**INPUT**
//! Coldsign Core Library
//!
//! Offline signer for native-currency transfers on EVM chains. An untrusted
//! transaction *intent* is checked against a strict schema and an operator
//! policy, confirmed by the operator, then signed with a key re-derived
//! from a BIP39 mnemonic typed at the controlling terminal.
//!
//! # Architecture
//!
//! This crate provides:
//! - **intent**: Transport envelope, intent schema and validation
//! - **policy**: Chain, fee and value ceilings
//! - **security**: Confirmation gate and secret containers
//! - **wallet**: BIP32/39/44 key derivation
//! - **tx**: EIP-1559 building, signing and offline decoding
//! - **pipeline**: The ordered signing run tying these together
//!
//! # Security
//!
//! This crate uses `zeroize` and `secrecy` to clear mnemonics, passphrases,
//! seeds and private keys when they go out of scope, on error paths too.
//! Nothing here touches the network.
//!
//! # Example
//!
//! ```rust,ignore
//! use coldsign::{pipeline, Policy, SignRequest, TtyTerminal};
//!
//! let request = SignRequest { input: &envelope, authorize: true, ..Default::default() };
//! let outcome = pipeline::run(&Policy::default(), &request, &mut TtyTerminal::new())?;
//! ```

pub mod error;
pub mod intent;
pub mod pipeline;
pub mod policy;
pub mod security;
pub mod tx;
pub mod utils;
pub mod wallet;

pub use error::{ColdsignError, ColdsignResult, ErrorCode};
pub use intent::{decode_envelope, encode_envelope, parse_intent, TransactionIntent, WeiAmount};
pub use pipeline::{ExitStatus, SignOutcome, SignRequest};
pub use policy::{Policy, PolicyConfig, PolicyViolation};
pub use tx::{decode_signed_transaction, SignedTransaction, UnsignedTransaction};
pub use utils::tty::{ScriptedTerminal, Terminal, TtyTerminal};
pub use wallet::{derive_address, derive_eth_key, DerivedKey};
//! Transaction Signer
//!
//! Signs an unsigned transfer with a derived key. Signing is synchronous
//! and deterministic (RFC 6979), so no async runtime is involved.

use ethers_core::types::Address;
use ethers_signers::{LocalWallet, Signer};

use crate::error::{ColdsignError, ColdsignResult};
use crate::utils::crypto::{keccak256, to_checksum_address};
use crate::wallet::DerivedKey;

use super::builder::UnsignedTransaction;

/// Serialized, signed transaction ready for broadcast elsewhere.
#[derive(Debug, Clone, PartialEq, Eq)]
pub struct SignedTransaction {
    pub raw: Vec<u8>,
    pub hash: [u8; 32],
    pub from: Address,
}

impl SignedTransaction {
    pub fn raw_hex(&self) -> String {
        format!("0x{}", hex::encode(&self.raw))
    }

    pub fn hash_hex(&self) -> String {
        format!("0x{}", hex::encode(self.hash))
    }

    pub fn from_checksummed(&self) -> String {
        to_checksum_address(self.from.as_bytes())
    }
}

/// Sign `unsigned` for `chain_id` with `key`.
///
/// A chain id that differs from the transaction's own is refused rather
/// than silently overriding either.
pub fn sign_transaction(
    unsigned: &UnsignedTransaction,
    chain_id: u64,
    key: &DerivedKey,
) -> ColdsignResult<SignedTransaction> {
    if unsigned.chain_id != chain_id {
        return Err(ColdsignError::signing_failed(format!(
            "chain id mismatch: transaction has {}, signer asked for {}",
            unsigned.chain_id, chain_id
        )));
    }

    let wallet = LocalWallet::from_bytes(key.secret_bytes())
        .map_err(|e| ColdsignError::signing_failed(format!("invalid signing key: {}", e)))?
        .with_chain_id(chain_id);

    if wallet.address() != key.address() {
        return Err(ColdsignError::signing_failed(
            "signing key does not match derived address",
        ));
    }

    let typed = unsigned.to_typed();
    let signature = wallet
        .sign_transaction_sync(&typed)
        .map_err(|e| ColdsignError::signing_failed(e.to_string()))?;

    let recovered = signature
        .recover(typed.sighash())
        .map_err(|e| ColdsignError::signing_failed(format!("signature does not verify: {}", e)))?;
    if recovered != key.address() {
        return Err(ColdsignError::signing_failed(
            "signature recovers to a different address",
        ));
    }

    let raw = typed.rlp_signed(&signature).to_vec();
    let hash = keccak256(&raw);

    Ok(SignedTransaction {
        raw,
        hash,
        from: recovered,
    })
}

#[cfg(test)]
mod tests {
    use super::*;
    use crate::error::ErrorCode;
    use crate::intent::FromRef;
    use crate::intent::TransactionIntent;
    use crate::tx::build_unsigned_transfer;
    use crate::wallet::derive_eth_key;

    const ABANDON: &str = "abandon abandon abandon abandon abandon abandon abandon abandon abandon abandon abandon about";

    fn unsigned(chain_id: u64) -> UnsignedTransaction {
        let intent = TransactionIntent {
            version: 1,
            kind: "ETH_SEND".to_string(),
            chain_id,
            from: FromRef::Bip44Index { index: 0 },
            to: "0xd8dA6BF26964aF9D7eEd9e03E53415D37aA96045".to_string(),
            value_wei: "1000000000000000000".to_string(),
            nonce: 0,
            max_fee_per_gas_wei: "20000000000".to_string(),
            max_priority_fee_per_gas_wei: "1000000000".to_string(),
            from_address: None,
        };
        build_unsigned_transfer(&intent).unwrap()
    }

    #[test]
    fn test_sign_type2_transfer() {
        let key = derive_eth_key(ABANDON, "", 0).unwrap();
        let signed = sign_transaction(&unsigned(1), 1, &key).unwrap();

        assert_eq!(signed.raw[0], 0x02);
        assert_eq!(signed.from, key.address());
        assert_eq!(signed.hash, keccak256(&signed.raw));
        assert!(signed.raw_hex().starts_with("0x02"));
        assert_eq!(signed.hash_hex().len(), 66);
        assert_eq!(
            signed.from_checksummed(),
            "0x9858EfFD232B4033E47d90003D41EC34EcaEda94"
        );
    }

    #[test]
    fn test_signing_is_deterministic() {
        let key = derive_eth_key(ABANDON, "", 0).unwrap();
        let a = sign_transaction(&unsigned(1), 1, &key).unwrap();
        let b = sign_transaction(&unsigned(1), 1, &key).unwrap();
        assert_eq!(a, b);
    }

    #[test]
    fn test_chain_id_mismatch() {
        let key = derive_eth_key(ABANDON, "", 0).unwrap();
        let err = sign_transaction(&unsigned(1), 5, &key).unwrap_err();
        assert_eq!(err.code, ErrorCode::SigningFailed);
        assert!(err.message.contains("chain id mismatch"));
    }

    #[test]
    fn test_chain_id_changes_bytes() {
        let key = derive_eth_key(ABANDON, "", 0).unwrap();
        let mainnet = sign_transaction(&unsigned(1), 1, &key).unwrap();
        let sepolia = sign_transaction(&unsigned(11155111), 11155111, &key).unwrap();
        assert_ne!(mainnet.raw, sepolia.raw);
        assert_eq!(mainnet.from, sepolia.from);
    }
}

...

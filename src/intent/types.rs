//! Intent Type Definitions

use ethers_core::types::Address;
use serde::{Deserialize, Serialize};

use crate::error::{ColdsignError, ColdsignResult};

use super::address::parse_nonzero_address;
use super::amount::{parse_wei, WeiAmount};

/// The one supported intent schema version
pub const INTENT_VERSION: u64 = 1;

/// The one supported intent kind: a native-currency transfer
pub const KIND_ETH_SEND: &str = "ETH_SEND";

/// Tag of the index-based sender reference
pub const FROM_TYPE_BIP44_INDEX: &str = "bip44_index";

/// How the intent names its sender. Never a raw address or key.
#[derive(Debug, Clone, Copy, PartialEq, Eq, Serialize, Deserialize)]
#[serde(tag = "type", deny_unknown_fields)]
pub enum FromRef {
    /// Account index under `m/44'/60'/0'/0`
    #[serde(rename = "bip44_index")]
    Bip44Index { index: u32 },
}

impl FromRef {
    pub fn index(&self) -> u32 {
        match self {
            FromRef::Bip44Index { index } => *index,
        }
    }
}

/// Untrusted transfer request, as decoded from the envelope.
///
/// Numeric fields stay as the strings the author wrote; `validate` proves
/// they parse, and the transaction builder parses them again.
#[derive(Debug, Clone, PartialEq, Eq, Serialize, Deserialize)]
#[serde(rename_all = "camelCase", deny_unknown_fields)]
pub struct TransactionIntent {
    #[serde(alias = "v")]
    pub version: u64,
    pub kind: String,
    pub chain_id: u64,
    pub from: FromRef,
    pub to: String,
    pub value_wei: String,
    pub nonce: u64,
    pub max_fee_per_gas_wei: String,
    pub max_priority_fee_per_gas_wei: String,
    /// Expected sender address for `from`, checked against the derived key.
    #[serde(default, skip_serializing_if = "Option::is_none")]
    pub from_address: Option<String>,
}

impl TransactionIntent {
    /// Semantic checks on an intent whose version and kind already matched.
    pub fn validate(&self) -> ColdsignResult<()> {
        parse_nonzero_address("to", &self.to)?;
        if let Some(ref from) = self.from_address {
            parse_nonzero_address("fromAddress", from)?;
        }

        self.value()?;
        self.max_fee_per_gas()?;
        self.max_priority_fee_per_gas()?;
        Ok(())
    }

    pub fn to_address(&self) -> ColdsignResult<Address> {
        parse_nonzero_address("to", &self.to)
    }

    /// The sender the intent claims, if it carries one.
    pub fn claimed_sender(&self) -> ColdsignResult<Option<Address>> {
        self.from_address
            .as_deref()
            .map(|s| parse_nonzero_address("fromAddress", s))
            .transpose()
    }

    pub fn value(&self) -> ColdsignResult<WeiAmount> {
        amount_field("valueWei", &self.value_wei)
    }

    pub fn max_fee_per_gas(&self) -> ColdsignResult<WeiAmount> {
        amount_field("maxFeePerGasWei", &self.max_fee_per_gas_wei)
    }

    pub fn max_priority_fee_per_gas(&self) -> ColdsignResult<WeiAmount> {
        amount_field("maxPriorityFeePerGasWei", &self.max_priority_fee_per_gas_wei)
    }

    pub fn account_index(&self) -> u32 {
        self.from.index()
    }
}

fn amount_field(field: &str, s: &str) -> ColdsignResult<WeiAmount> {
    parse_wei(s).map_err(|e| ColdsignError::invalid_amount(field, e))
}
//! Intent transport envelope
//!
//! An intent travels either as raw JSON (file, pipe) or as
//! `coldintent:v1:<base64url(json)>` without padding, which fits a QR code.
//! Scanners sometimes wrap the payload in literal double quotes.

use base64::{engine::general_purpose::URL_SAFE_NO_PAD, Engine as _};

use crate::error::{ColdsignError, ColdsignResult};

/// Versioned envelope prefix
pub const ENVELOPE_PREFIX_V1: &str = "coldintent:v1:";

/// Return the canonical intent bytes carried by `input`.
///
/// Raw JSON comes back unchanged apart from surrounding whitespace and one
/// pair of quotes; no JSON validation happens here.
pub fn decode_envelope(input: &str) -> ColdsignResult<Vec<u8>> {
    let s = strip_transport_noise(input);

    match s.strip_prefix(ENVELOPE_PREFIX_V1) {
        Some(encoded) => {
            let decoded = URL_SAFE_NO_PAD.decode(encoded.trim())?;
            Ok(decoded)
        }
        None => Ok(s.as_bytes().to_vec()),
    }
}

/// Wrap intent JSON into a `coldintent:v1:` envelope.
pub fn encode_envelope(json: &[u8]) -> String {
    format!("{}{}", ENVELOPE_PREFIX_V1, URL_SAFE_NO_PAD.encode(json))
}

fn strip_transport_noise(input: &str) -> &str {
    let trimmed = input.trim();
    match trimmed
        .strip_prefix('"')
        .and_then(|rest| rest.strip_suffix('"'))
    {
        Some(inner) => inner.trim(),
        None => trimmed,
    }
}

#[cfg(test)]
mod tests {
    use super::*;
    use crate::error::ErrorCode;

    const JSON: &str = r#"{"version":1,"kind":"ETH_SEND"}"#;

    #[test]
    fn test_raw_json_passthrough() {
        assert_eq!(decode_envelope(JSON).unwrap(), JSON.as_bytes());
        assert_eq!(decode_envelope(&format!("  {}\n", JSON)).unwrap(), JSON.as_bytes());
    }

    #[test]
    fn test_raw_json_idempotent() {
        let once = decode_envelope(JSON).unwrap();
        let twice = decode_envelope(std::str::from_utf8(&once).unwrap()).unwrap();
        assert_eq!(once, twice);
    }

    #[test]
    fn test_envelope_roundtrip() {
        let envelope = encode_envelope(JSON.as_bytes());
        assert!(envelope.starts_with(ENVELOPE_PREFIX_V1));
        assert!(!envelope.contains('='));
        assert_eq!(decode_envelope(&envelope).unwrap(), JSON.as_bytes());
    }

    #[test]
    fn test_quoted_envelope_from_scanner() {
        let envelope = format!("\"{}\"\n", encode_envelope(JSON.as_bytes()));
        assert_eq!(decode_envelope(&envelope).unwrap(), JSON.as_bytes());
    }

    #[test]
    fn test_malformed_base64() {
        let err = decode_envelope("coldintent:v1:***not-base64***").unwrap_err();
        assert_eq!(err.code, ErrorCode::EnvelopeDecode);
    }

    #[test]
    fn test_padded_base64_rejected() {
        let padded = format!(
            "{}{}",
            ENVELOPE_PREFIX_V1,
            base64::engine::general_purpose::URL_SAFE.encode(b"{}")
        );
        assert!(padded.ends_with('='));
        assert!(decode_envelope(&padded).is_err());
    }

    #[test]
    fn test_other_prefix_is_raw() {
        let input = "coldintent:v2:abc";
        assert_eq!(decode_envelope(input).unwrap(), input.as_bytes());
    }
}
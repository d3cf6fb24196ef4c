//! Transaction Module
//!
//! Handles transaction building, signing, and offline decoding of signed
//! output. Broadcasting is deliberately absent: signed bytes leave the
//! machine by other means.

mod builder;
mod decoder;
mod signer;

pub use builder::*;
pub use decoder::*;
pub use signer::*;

**TASK DESCRIPTION**
The exact lines of the material above starting at the one that contains "the derived key." and ending at the one that contains "kind already matched." are what to retype; leave out everything else.

**EXERCISE OUTPUT**
    /// Expected sender address for `from`, checked against the derived key.
    #[serde(default, skip_serializing_if = "Option::is_none")]
    pub from_address: Option<String>,
}

impl TransactionIntent {
    /// Semantic checks on an intent whose version and kind already matched.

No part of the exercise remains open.